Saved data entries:
<<<<
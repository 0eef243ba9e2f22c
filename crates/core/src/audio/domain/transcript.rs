use serde::Serialize;

/// Outcome of recognizing one audio clip.
///
/// Silence is a normal outcome, not an error: the caption is simply blank.
#[derive(Clone, Debug, PartialEq, Eq, Serialize)]
#[serde(tag = "kind", content = "text", rename_all = "snake_case")]
pub enum Transcript {
    Speech(String),
    NoSpeech,
}

impl Transcript {
    /// Collapses whitespace; empty text becomes [`Transcript::NoSpeech`].
    pub fn from_text(text: &str) -> Self {
        let normalized = text.split_whitespace().collect::<Vec<_>>().join(" ");
        if normalized.is_empty() {
            Transcript::NoSpeech
        } else {
            Transcript::Speech(normalized)
        }
    }

    pub fn caption_text(&self) -> &str {
        match self {
            Transcript::Speech(text) => text,
            Transcript::NoSpeech => "",
        }
    }
}
/// Height and width of one unscaled glyph in the embedded bitmap font.
pub const GLYPH_PX: u32 = 8;

/// Narrowest acceptable line, in glyphs, before the text is scaled down.
pub const MIN_GLYPHS_PER_LINE: usize = 12;

/// How caption text is drawn onto frames.
#[derive(Clone, Debug, PartialEq)]
pub struct CaptionStyle {
    /// Target glyph height in pixels; rounded down to a multiple of 8.
    pub font_px: u32,
    pub text_color: [u8; 3],
    pub box_color: [u8; 3],
    /// Space between the text and the box edge, in pixels.
    pub padding: u32,
    pub bold: bool,
    pub max_lines: usize,
}

impl Default for CaptionStyle {
    fn default() -> Self {
        Self {
            font_px: 48,
            text_color: [255, 0, 0],
            box_color: [255, 255, 255],
            padding: 6,
            bold: true,
            max_lines: 3,
        }
    }
}

impl CaptionStyle {
    /// Integer glyph scale for the configured size, at least 1.
    pub fn scale(&self) -> u32 {
        (self.font_px / GLYPH_PX).max(1)
    }
}

#[cfg(test)]
mod tests {
    use super::*;

    #[test]
    fn test_default_is_bold_red_on_white() {
        let style = CaptionStyle::default();
        assert_eq!(style.text_color, [255, 0, 0]);
        assert_eq!(style.box_color, [255, 255, 255]);
        assert!(style.bold);
        assert_eq!(style.max_lines, 3);
        assert_eq!(style.scale(), 6);
    }

    #[test]
    fn test_tiny_font_keeps_scale_one() {
        let style = CaptionStyle {
            font_px: 3,
            ..CaptionStyle::default()
        };
        assert_eq!(style.scale(), 1);
    }
}
use std::io::{BufWriter, Write};
use std::path::{Path, PathBuf};

use image::codecs::gif::{GifEncoder, Repeat};
use image::{Delay, RgbaImage};

use crate::caption::domain::caption_layout::{layout_caption, CaptionLayout};
use crate::caption::domain::caption_renderer::{CaptionRenderer, RenderError, VideoSegment};
use crate::caption::domain::caption_style::CaptionStyle;
use crate::shared::constants::DEFAULT_GIF_FPS;
use crate::shared::frame::Frame;
use crate::video::domain::clip_sampler::{ClipFrame, ClipSampler};
use crate::video::infrastructure::ffmpeg_clip_sampler::FfmpegClipSampler;

use super::bitmap_text::draw_caption;

/// Quantizer speed handed to the GIF encoder (1 = best, 30 = fastest).
const GIF_ENCODE_SPEED: i32 = 10;

/// Renders a looping GIF of one window with its caption burned in.
pub struct GifCaptionRenderer {
    sampler: Box<dyn ClipSampler>,
    style: CaptionStyle,
    fps: u32,
}

impl GifCaptionRenderer {
    pub fn new(sampler: Box<dyn ClipSampler>, style: CaptionStyle, fps: u32) -> Self {
        Self {
            sampler,
            style,
            fps: fps.max(1),
        }
    }

    pub fn with_ffmpeg(style: CaptionStyle, fps: u32) -> Self {
        Self::new(Box::new(FfmpegClipSampler), style, fps)
    }
}

impl Default for GifCaptionRenderer {
    fn default() -> Self {
        Self::with_ffmpeg(CaptionStyle::default(), DEFAULT_GIF_FPS)
    }
}

impl CaptionRenderer for GifCaptionRenderer {
    fn render(
        &self,
        segment: &VideoSegment,
        text: &str,
        output_path: &Path,
    ) -> Result<PathBuf, RenderError> {
        let dir = match output_path.parent() {
            Some(p) if !p.as_os_str().is_empty() => p,
            _ => Path::new("."),
        };
        let mut tmp = tempfile::Builder::new()
            .prefix(".gifscribe-")
            .suffix(".gif.part")
            .tempfile_in(dir)?;

        let mut writer = BufWriter::new(tmp.as_file_mut());
        let mut encoder = GifEncoder::new_with_speed(&mut writer, GIF_ENCODE_SPEED);
        encoder.set_repeat(Repeat::Infinite).map_err(encode_error)?;

        // Frames are captioned and encoded as they are decoded; the layout
        // is fixed by the first frame's size.
        let mut layout: Option<Option<CaptionLayout>> = None;
        let mut failure: Option<RenderError> = None;
        let mut encode = |clip_frame: ClipFrame| {
            let mut frame = clip_frame.frame;
            let layout = layout.get_or_insert_with(|| {
                layout_caption(text, frame.width(), frame.height(), &self.style)
            });
            if let Some(layout) = layout {
                draw_caption(&mut frame, layout, &self.style);
            }
            let delay = Delay::from_numer_denom_ms(clip_frame.delay_ms, 1);
            let encoded = to_rgba(frame).and_then(|rgba| {
                encoder
                    .encode_frame(image::Frame::from_parts(rgba, 0, 0, delay))
                    .map_err(encode_error)
            });
            match encoded {
                Ok(()) => true,
                Err(err) => {
                    failure = Some(err);
                    false
                }
            }
        };

        let count = self
            .sampler
            .sample(&segment.source, segment.span(), self.fps, &mut encode)?;
        if let Some(err) = failure {
            return Err(err);
        }
        if count == 0 {
            return Err(RenderError::NoFrames {
                start: segment.window.start,
                end: segment.window.end,
            });
        }

        drop(encoder);
        writer.flush()?;
        drop(writer);

        tmp.persist(output_path).map_err(|e| RenderError::Io(e.error))?;
        log::debug!(
            "rendered {} ({count} frames) for window {}",
            output_path.display(),
            segment.window
        );
        Ok(output_path.to_path_buf())
    }
}

fn encode_error(err: image::ImageError) -> RenderError {
    RenderError::Encode(err.to_string())
}

#[cfg(test)]
mod tests {
    use super::*;
    use crate::segmentation::domain::segment_window::SegmentWindow;
    use crate::shared::time_span::TimeSpan;
    use crate::shared::video_metadata::VideoMetadata;
    use crate::video::domain::clip_sampler::PacedFrames;
    use crate::video::domain::decode_error::DecodeError;
    use image::codecs::gif::GifDecoder;
    use image::AnimationDecoder;
    use std::fs;
    use std::io::BufReader;
    use tempfile::TempDir;

    const BLUE: [u8; 3] = [0, 0, 200];

    /// Produces solid frames at a fixed source rate, paced like a real sampler.
    struct StubClipSampler {
        source_fps: f64,
        width: u32,
        height: u32,
    }

    impl ClipSampler for StubClipSampler {
        fn sample(
            &self,
            _path: &Path,
            span: TimeSpan,
            fps: u32,
            sink: &mut dyn FnMut(ClipFrame) -> bool,
        ) -> Result<usize, DecodeError> {
            let mut frames = PacedFrames::new(span, fps, sink);
            let mut i = 0;
            loop {
                let t = span.start + i as f64 / self.source_fps;
                if frames.is_done(t) {
                    break;
                }
                if let Some(slot) = frames.accept(t) {
                    frames.push(Frame::solid(self.width, self.height, BLUE, t), slot);
                }
                i += 1;
            }
            Ok(frames.finish())
        }
    }

    struct EmptyClipSampler;

    impl ClipSampler for EmptyClipSampler {
        fn sample(
            &self,
            _path: &Path,
            _span: TimeSpan,
            _fps: u32,
            _sink: &mut dyn FnMut(ClipFrame) -> bool,
        ) -> Result<usize, DecodeError> {
            Ok(0)
        }
    }

    struct FailingClipSampler;

    impl ClipSampler for FailingClipSampler {
        fn sample(
            &self,
            _path: &Path,
            _span: TimeSpan,
            _fps: u32,
            _sink: &mut dyn FnMut(ClipFrame) -> bool,
        ) -> Result<usize, DecodeError> {
            Err(DecodeError::Stream("bad packet".to_string()))
        }
    }

    fn segment(start: u64, end: u64) -> VideoSegment {
        VideoSegment {
            source: PathBuf::from("input.mp4"),
            window: SegmentWindow { index: 0, start, end },
            metadata: VideoMetadata {
                width: 160,
                height: 120,
                fps: 30.0,
                duration_secs: end as f64,
                codec: "mpeg4".to_string(),
                has_audio: true,
                source_path: Some(PathBuf::from("input.mp4")),
            },
        }
    }

    fn renderer(sampler: Box<dyn ClipSampler>) -> GifCaptionRenderer {
        GifCaptionRenderer::new(sampler, CaptionStyle::default(), 10)
    }

    fn stub() -> Box<dyn ClipSampler> {
        Box::new(StubClipSampler {
            source_fps: 30.0,
            width: 160,
            height: 120,
        })
    }

    fn decode(path: &Path) -> Vec<image::Frame> {
        let file = fs::File::open(path).unwrap();
        GifDecoder::new(BufReader::new(file))
            .unwrap()
            .into_frames()
            .collect_frames()
            .unwrap()
    }

    fn total_ms(frames: &[image::Frame]) -> u32 {
        frames
            .iter()
            .map(|f| {
                let (n, d) = f.delay().numer_denom_ms();
                n / d
            })
            .sum()
    }

    fn near(a: [u8; 4], b: [u8; 3]) -> bool {
        (0..3).all(|i| (a[i] as i32 - b[i] as i32).abs() < 40)
    }

    #[test]
    fn test_renders_gif_with_window_duration() {
        let tmp = TempDir::new().unwrap();
        let out = tmp.path().join("fragment_a_0_2.gif");

        let path = renderer(stub()).render(&segment(0, 2), "hello", &out).unwrap();
        assert_eq!(path, out);

        let frames = decode(&out);
        assert_eq!(frames.len(), 20);
        assert_eq!(total_ms(&frames), 2000);
        assert_eq!(frames[0].buffer().dimensions(), (160, 120));
    }

    #[test]
    fn test_caption_box_is_drawn_at_bottom() {
        let tmp = TempDir::new().unwrap();
        let out = tmp.path().join("captioned.gif");
        renderer(stub()).render(&segment(0, 1), "hello", &out).unwrap();

        let frames = decode(&out);
        let img = frames[0].buffer();
        assert!(near(img.get_pixel(80, 119).0, [255, 255, 255]));
        assert!(near(img.get_pixel(2, 2).0, BLUE));
        let has_red = img.pixels().any(|p| near(p.0, [255, 0, 0]));
        assert!(has_red, "caption text should be red");
    }

    #[test]
    fn test_blank_caption_draws_no_box() {
        let tmp = TempDir::new().unwrap();
        let out = tmp.path().join("blank.gif");
        renderer(stub()).render(&segment(0, 1), "", &out).unwrap();

        let frames = decode(&out);
        assert!(near(frames[0].buffer().get_pixel(80, 119).0, BLUE));
    }

    #[test]
    fn test_existing_file_is_replaced() {
        let tmp = TempDir::new().unwrap();
        let out = tmp.path().join("again.gif");
        fs::write(&out, b"stale").unwrap();

        renderer(stub()).render(&segment(0, 1), "fresh", &out).unwrap();
        let bytes = fs::read(&out).unwrap();
        assert_eq!(&bytes[..3], b"GIF");
    }

    #[test]
    fn test_no_frames_is_error_and_leaves_no_file() {
        let tmp = TempDir::new().unwrap();
        let out = tmp.path().join("empty.gif");

        let result = renderer(Box::new(EmptyClipSampler)).render(&segment(5, 10), "x", &out);
        assert!(matches!(result, Err(RenderError::NoFrames { start: 5, end: 10 })));
        assert_eq!(fs::read_dir(tmp.path()).unwrap().count(), 0);
    }

    #[test]
    fn test_decode_failure_is_reported() {
        let tmp = TempDir::new().unwrap();
        let out = tmp.path().join("bad.gif");

        let result = renderer(Box::new(FailingClipSampler)).render(&segment(0, 1), "x", &out);
        assert!(matches!(result, Err(RenderError::Decode(_))));
        assert!(!out.exists());
    }

    #[test]
    fn test_missing_output_dir_is_io_error() {
        let result = renderer(stub()).render(
            &segment(0, 1),
            "x",
            Path::new("/nonexistent/dir/out.gif"),
        );
        assert!(matches!(result, Err(RenderError::Io(_))));
    }
}
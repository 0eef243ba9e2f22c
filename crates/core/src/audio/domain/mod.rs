pub mod audio_clip;
pub mod audio_segment;
pub mod transcriber;
pub mod transcript;
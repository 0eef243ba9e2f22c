//! Small helpers shared by the ffmpeg-backed adapters.

use std::path::Path;

use ffmpeg_next::format::context::Input;
use ffmpeg_next::Rational;

use crate::video::domain::decode_error::DecodeError;

pub(crate) const MICROS_PER_SECOND: f64 = 1_000_000.0;

// AV_NOPTS_VALUE
const NO_PTS: i64 = i64::MIN;

/// Opens a container, mapping failures to [`DecodeError::Open`].
pub(crate) fn open_input(path: &Path) -> Result<Input, DecodeError> {
    ffmpeg_next::init().map_err(DecodeError::stream)?;
    ffmpeg_next::format::input(path).map_err(|e| DecodeError::Open {
        path: path.to_path_buf(),
        reason: e.to_string(),
    })
}

/// Seeks to the nearest keyframe at or before `seconds`.
///
/// A failed seek leaves the input at its current position; callers filter
/// decoded frames by timestamp, so that only costs decode time.
pub(crate) fn seek_to(ictx: &mut Input, seconds: f64) {
    if seconds <= 0.0 {
        return;
    }
    let ts = (seconds * MICROS_PER_SECOND) as i64;
    if let Err(e) = ictx.seek(ts, ..ts) {
        log::debug!("seek to {seconds:.3}s failed ({e}), decoding from current position");
    }
}

/// Converts a stream timestamp to seconds from the stream origin.
pub(crate) fn to_seconds(ts: i64, time_base: Rational, origin: i64) -> f64 {
    let den = time_base.denominator();
    if den == 0 {
        return 0.0;
    }
    (ts - origin) as f64 * time_base.numerator() as f64 / den as f64
}

/// A stream's start time, or 0 when the container does not report one.
pub(crate) fn stream_origin(stream: &ffmpeg_next::format::stream::Stream) -> i64 {
    match stream.start_time() {
        NO_PTS => 0,
        ts => ts,
    }
}

/// Copies pixel data from an ffmpeg frame into a contiguous RGB buffer.
///
/// ffmpeg frames may have padding bytes at the end of each row (stride > width*3).
pub(crate) fn extract_rgb_pixels(
    rgb_frame: &ffmpeg_next::util::frame::video::Video,
    width: u32,
    height: u32,
) -> Vec<u8> {
    let stride = rgb_frame.stride(0);
    let data = rgb_frame.data(0);
    let w = width as usize;
    let h = height as usize;

    let mut pixels = Vec::with_capacity(w * h * 3);
    for row in 0..h {
        let row_start = row * stride;
        pixels.extend_from_slice(&data[row_start..row_start + w * 3]);
    }
    pixels
}

/// Extract f32 samples from a planar mono resampled frame.
pub(crate) fn extract_f32_samples(frame: &ffmpeg_next::util::frame::audio::Audio, out: &mut Vec<f32>) {
    let num_samples = frame.samples();
    if num_samples == 0 {
        return;
    }
    let data = frame.data(0);
    let floats = unsafe { std::slice::from_raw_parts(data.as_ptr() as *const f32, num_samples) };
    out.extend_from_slice(floats);
}

#[cfg(test)]
mod tests {
    use super::*;
    use approx::assert_relative_eq;

    #[test]
    fn test_to_seconds() {
        assert_relative_eq!(to_seconds(90_000, Rational(1, 90_000), 0), 1.0);
        assert_relative_eq!(to_seconds(30, Rational(1, 30), 15), 0.5);
        assert_relative_eq!(to_seconds(100, Rational(1, 0), 0), 0.0);
    }

    #[test]
    fn test_open_nonexistent_is_open_error() {
        let result = open_input(Path::new("/nonexistent/file.mp4"));
        assert!(matches!(result, Err(DecodeError::Open { .. })));
    }
}
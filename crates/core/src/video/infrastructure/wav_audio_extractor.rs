use std::path::Path;

use crate::audio::domain::audio_clip::AudioClip;
use crate::audio::infrastructure::wav_file;
use crate::shared::constants::CANONICAL_SAMPLE_RATE;
use crate::shared::time_span::TimeSpan;
use crate::video::domain::audio_extractor::AudioExtractor;
use crate::video::domain::audio_reader::AudioReader;
use crate::video::domain::decode_error::DecodeError;

/// Extracts audio through an [`AudioReader`] and writes it as 16-bit PCM WAV.
pub struct WavAudioExtractor {
    reader: Box<dyn AudioReader>,
    sample_rate: u32,
}

impl WavAudioExtractor {
    pub fn new(reader: Box<dyn AudioReader>, sample_rate: u32) -> Self {
        Self {
            reader,
            sample_rate,
        }
    }

    pub fn with_ffmpeg() -> Self {
        Self::new(
            Box::new(super::ffmpeg_audio_reader::FfmpegAudioReader),
            CANONICAL_SAMPLE_RATE,
        )
    }
}

impl AudioExtractor for WavAudioExtractor {
    fn extract(
        &self,
        video_path: &Path,
        span: Option<TimeSpan>,
        audio_out_path: &Path,
    ) -> Result<Option<AudioClip>, DecodeError> {
        let Some(segment) = self.reader.read_audio(video_path, self.sample_rate, span)? else {
            log::debug!("{} has no audio track", video_path.display());
            return Ok(None);
        };

        wav_file::write_wav(audio_out_path, &segment).map_err(|e| DecodeError::AudioWrite {
            path: audio_out_path.to_path_buf(),
            reason: e.to_string(),
        })?;

        Ok(Some(AudioClip::new(
            audio_out_path,
            segment.sample_rate(),
            segment.channels(),
            segment.duration(),
        )))
    }
}

#[cfg(test)]
mod tests {
    use super::*;
    use crate::audio::domain::audio_segment::AudioSegment;
    use std::sync::{Arc, Mutex};

    struct StubAudioReader {
        segment: Option<AudioSegment>,
        requests: Arc<Mutex<Vec<(u32, Option<TimeSpan>)>>>,
    }

    impl AudioReader for StubAudioReader {
        fn read_audio(
            &self,
            _path: &Path,
            target_sample_rate: u32,
            span: Option<TimeSpan>,
        ) -> Result<Option<AudioSegment>, DecodeError> {
            self.requests.lock().unwrap().push((target_sample_rate, span));
            Ok(self.segment.clone())
        }
    }

    struct FailingAudioReader;

    impl AudioReader for FailingAudioReader {
        fn read_audio(
            &self,
            _path: &Path,
            _target_sample_rate: u32,
            _span: Option<TimeSpan>,
        ) -> Result<Option<AudioSegment>, DecodeError> {
            Err(DecodeError::Stream("corrupt packet".to_string()))
        }
    }

    #[test]
    fn test_extract_writes_wav_and_describes_clip() {
        let dir = tempfile::tempdir().unwrap();
        let out = dir.path().join("window.wav");
        let requests = Arc::new(Mutex::new(Vec::new()));
        let extractor = WavAudioExtractor::new(
            Box::new(StubAudioReader {
                segment: Some(AudioSegment::new(vec![0.25; 8000], 16000, 1)),
                requests: requests.clone(),
            }),
            16000,
        );

        let span = TimeSpan::new(5.0, 10.0);
        let clip = extractor
            .extract(Path::new("video.mp4"), Some(span), &out)
            .unwrap()
            .unwrap();

        assert_eq!(clip.path(), out.as_path());
        assert_eq!(clip.sample_rate(), 16000);
        assert_eq!(clip.channels(), 1);
        assert_eq!(clip.duration_secs(), 0.5);
        assert!(out.exists());
        assert_eq!(wav_file::read_wav(&out).unwrap().samples().len(), 8000);
        assert_eq!(*requests.lock().unwrap(), vec![(16000, Some(span))]);
    }

    #[test]
    fn test_no_audio_track_writes_nothing() {
        let dir = tempfile::tempdir().unwrap();
        let out = dir.path().join("window.wav");
        let extractor = WavAudioExtractor::new(
            Box::new(StubAudioReader {
                segment: None,
                requests: Arc::new(Mutex::new(Vec::new())),
            }),
            16000,
        );

        let clip = extractor.extract(Path::new("video.mp4"), None, &out).unwrap();
        assert!(clip.is_none());
        assert!(!out.exists());
    }

    #[test]
    fn test_decode_failure_propagates() {
        let dir = tempfile::tempdir().unwrap();
        let out = dir.path().join("window.wav");
        let extractor = WavAudioExtractor::new(Box::new(FailingAudioReader), 16000);

        let result = extractor.extract(Path::new("video.mp4"), None, &out);
        assert!(matches!(result, Err(DecodeError::Stream(_))));
        assert!(!out.exists());
    }

    #[test]
    fn test_unwritable_destination_is_audio_write_error() {
        let extractor = WavAudioExtractor::new(
            Box::new(StubAudioReader {
                segment: Some(AudioSegment::new(vec![0.0; 10], 16000, 1)),
                requests: Arc::new(Mutex::new(Vec::new())),
            }),
            16000,
        );
        let result = extractor.extract(
            Path::new("video.mp4"),
            None,
            Path::new("/nonexistent/dir/out.wav"),
        );
        assert!(matches!(result, Err(DecodeError::AudioWrite { .. })));
    }

    #[test]
    fn test_with_ffmpeg_extracts_real_track() {
        use crate::video::infrastructure::test_media::{create_test_video, TestVideo};

        let dir = tempfile::tempdir().unwrap();
        let video = dir.path().join("talk.mp4");
        create_test_video(&video, &TestVideo::new(2.0).with_audio());
        let out = dir.path().join("full.wav");

        let clip = WavAudioExtractor::with_ffmpeg()
            .extract(&video, None, &out)
            .unwrap()
            .unwrap();
        assert_eq!(clip.sample_rate(), CANONICAL_SAMPLE_RATE);
        assert!(clip.duration_secs() > 1.8);
    }
}
use std::path::PathBuf;
use std::time::Duration;

use reqwest::blocking::multipart::{Form, Part};
use reqwest::blocking::Client;
use serde::Deserialize;
use tempfile::NamedTempFile;

use crate::audio::domain::audio_clip::AudioClip;
use crate::audio::domain::transcriber::{Transcriber, TranscriptionError};
use crate::audio::domain::transcript::Transcript;
use crate::audio::infrastructure::wav_file;
use crate::shared::constants::CANONICAL_SAMPLE_RATE;

/// Connection settings for an OpenAI-compatible transcription endpoint.
#[derive(Clone, Debug)]
pub struct HttpTranscriberConfig {
    pub url: String,
    pub model: String,
    pub api_key: Option<String>,
    pub language: Option<String>,
    pub timeout: Duration,
}

#[derive(Deserialize)]
struct TranscriptionResponse {
    text: String,
}

/// Remote speech recognition over HTTP multipart upload.
pub struct HttpTranscriber {
    client: Client,
    config: HttpTranscriberConfig,
    scratch_dir: PathBuf,
}

impl HttpTranscriber {
    pub fn new(config: HttpTranscriberConfig) -> Result<Self, TranscriptionError> {
        let client = Client::builder()
            .timeout(config.timeout)
            .build()
            .map_err(|e| TranscriptionError::Unavailable(e.to_string()))?;
        Ok(Self {
            client,
            config,
            scratch_dir: std::env::temp_dir(),
        })
    }

    #[cfg(test)]
    fn with_scratch_dir(mut self, dir: &std::path::Path) -> Self {
        self.scratch_dir = dir.to_path_buf();
        self
    }

    /// Canonical 16 kHz mono copy of the clip, deleted when dropped.
    fn canonical_wav(&self, clip: &AudioClip) -> Result<NamedTempFile, TranscriptionError> {
        let invalid = |e: &dyn std::fmt::Display| TranscriptionError::InvalidAudio(e.to_string());

        let audio = wav_file::read_wav(clip.path()).map_err(|e| invalid(&e))?;
        let audio = wav_file::to_mono(audio, CANONICAL_SAMPLE_RATE);

        let file = tempfile::Builder::new()
            .prefix("gifscribe-upload-")
            .suffix(".wav")
            .tempfile_in(&self.scratch_dir)
            .map_err(|e| invalid(&e))?;
        wav_file::write_wav(file.path(), &audio).map_err(|e| invalid(&e))?;
        Ok(file)
    }

    fn map_send_error(&self, e: reqwest::Error) -> TranscriptionError {
        if e.is_timeout() {
            TranscriptionError::Timeout(self.config.timeout)
        } else {
            TranscriptionError::Unavailable(e.to_string())
        }
    }
}

impl Transcriber for HttpTranscriber {
    fn transcribe(&self, clip: &AudioClip) -> Result<Transcript, TranscriptionError> {
        let wav = self.canonical_wav(clip)?;

        let part = Part::file(wav.path())
            .map_err(|e| TranscriptionError::InvalidAudio(e.to_string()))?
            .file_name("clip.wav")
            .mime_str("audio/wav")
            .map_err(|e| TranscriptionError::InvalidAudio(e.to_string()))?;

        let mut form = Form::new()
            .part("file", part)
            .text("model", self.config.model.clone())
            .text("response_format", "json");
        if let Some(language) = &self.config.language {
            form = form.text("language", language.clone());
        }

        let mut request = self.client.post(&self.config.url).multipart(form);
        if let Some(key) = &self.config.api_key {
            request = request.bearer_auth(key);
        }

        let response = request.send().map_err(|e| self.map_send_error(e))?;
        let status = response.status();
        let body = response.text().map_err(|e| self.map_send_error(e))?;

        if !status.is_success() {
            return Err(TranscriptionError::Rejected {
                status: status.as_u16(),
                body,
            });
        }

        let parsed: TranscriptionResponse = serde_json::from_str(&body)
            .map_err(|e| TranscriptionError::InvalidResponse(format!("{e}: {body}")))?;
        Ok(Transcript::from_text(&parsed.text))
    }

    fn name(&self) -> &str {
        "http"
    }
}
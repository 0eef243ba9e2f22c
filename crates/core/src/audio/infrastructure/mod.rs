pub mod http_transcriber;
pub mod transcriber_factory;
pub mod wav_file;
pub mod whisper_transcriber;
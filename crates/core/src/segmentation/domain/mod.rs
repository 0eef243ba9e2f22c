pub mod segment_window;
use std::path::Path;

use super::decode_error::DecodeError;
use crate::shared::video_metadata::VideoMetadata;

/// Opens a video container and reports its metadata without decoding frames.
pub trait VideoProbe: Send {
    fn probe(&self, path: &Path) -> Result<VideoMetadata, DecodeError>;
}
>>>>
**BRIEF**
Reproduce every line above containing "timestamp".

**ANSWER AREA**
/// decoded frames by timestamp, so that only costs decode time.
/// Converts a stream timestamp to seconds from the stream origin.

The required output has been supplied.